On 5/8/19 14:58, Tom Lane wrote:
> neeraj kumar <neeru.cse@gmail.com> writes:
>> Yes we use SSL to connect to DB.
>
> Hm. I'm suspicious that one of the functions that fetch data for
> an SSL connection threw an error. In particular, it doesn't look
> to be hard at all to make X509_NAME_to_cstring fall over --- an
> encoding conversion failure would do it, even without any stretchy
> assumptions about OOM this early in backend start. Have you got
> any SSL certificates floating around with non-ASCII subject name
> or issuer name?
Crazy timing. We just had a report come in from a database in the RDS
fleet that's hitting this same issue. It was one of the Aurora systems,
but there wasn't anything Aurora-specific that I could see in the
relevant bits of code.
Seems to me that at a minimum, this loop shouldn't go on forever.
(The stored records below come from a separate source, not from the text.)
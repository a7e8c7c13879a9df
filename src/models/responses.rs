//! Response DTOs for the catalog API
//!
//! Defines the structure of outgoing HTTP response bodies. Items and stats
//! snapshots are returned as-is; only listing and health need wrappers.

use serde::Serialize;

use crate::store::Item;

/// Pagination metadata for GET /api/items
#[derive(Debug, Clone, PartialEq, Serialize)]
#[serde(rename_all = "camelCase")]
pub struct Pagination {
    /// Number of matching items before slicing
    pub total: usize,
    /// 1-based page number
    pub page: usize,
    /// Page size
    pub limit: usize,
    /// ceil(total / limit)
    pub total_pages: usize,
}

impl Pagination {
    pub fn new(total: usize, page: usize, limit: usize) -> Self {
        Self {
            total,
            page,
            limit,
            total_pages: total.div_ceil(limit.max(1)),
        }
    }
}

/// Response body for GET /api/items
#[derive(Debug, Clone, Serialize)]
pub struct ItemsPage {
    pub items: Vec<Item>,
    pub pagination: Pagination,
}

/// Response body for the health endpoint (GET /health)
#[derive(Debug, Clone, Serialize)]
pub struct HealthResponse {
    /// Health status (e.g., "healthy")
    pub status: String,
    /// Current timestamp in ISO 8601 format
    pub timestamp: String,
}

impl HealthResponse {
    /// Creates a new HealthResponse with current timestamp
    pub fn healthy() -> Self {
        Self {
            status: "healthy".to_string(),
            timestamp: chrono::Utc::now().to_rfc3339(),
        }
    }
}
Even
having an arbitrary, crazy high, hard-coded number of attempts before
failure (like a million) would be better than spinning on the CPU
forever - which is what we are seeing.
Would be even cooler to detect and correct a broken slot in
PgBackendStatus... if I have a good idea I'll post/try it. :)
-Jeremy
--
Jeremy Schneider
Database Engineer
Amazon Web Services